++++ Data extracts

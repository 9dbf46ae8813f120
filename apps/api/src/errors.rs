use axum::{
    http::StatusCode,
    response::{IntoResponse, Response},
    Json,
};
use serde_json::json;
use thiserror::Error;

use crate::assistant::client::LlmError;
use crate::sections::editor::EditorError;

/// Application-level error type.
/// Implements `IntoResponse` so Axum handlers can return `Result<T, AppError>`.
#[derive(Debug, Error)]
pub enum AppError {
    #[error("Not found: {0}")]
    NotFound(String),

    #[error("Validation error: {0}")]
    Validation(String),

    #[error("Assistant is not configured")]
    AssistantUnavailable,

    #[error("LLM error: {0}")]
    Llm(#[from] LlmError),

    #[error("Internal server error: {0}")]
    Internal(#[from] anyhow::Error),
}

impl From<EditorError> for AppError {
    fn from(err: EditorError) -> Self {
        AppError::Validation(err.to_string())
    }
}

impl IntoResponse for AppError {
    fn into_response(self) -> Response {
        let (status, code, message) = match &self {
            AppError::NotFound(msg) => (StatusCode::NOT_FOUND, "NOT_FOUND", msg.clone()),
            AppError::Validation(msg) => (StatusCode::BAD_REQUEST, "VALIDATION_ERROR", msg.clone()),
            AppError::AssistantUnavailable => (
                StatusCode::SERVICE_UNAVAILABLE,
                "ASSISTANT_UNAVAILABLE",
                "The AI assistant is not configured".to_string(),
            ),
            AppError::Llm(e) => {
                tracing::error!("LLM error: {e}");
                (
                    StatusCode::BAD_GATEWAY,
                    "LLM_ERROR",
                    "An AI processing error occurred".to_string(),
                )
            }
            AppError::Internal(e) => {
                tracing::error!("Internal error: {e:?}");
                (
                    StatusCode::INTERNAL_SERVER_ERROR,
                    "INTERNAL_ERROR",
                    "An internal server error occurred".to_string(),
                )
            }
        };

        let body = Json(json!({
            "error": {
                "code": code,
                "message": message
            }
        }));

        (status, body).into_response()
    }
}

++++++++

■ What you are asked to do
The entries above must be returned exactly.

■ Output for this exercise
repository 9dbf46ae8813f120
filename apps/api/src/errors.rs
use axum::{
    http::StatusCode,
    response::{IntoResponse, Response},
    Json,
};
use serde_json::json;
use thiserror::Error;

use crate::assistant::client::LlmError;
use crate::sections::editor::EditorError;

/// Application-level error type.
/// Implements `IntoResponse` so Axum handlers can return `Result<T, AppError>`.
#[derive(Debug, Error)]
pub enum AppError {
    #[error("Not found: {0}")]
    NotFound(String),

    #[error("Validation error: {0}")]
    Validation(String),

    #[error("Assistant is not configured")]
    AssistantUnavailable,

    #[error("LLM error: {0}")]
    Llm(#[from] LlmError),

    #[error("Internal server error: {0}")]
    Internal(#[from] anyhow::Error),
}

impl From<EditorError> for AppError {
    fn from(err: EditorError) -> Self {
        AppError::Validation(err.to_string())
    }
}

impl IntoResponse for AppError {
    fn into_response(self) -> Response {
        let (status, code, message) = match &self {
            AppError::NotFound(msg) => (StatusCode::NOT_FOUND, "NOT_FOUND", msg.clone()),
            AppError::Validation(msg) => (StatusCode::BAD_REQUEST, "VALIDATION_ERROR", msg.clone()),
            AppError::AssistantUnavailable => (
                StatusCode::SERVICE_UNAVAILABLE,
                "ASSISTANT_UNAVAILABLE",
                "The AI assistant is not configured".to_string(),
            ),
            AppError::Llm(e) => {
                tracing::error!("LLM error: {e}");
                (
                    StatusCode::BAD_GATEWAY,
                    "LLM_ERROR",
                    "An AI processing error occurred".to_string(),
                )
            }
            AppError::Internal(e) => {
                tracing::error!("Internal error: {e:?}");
                (
                    StatusCode::INTERNAL_SERVER_ERROR,
                    "INTERNAL_ERROR",
                    "An internal server error occurred".to_string(),
                )
            }
        };

        let body = Json(json!({
            "error": {
                "code": code,
                "message": message
            }
        }));

        (status, body).into_response()
    }
}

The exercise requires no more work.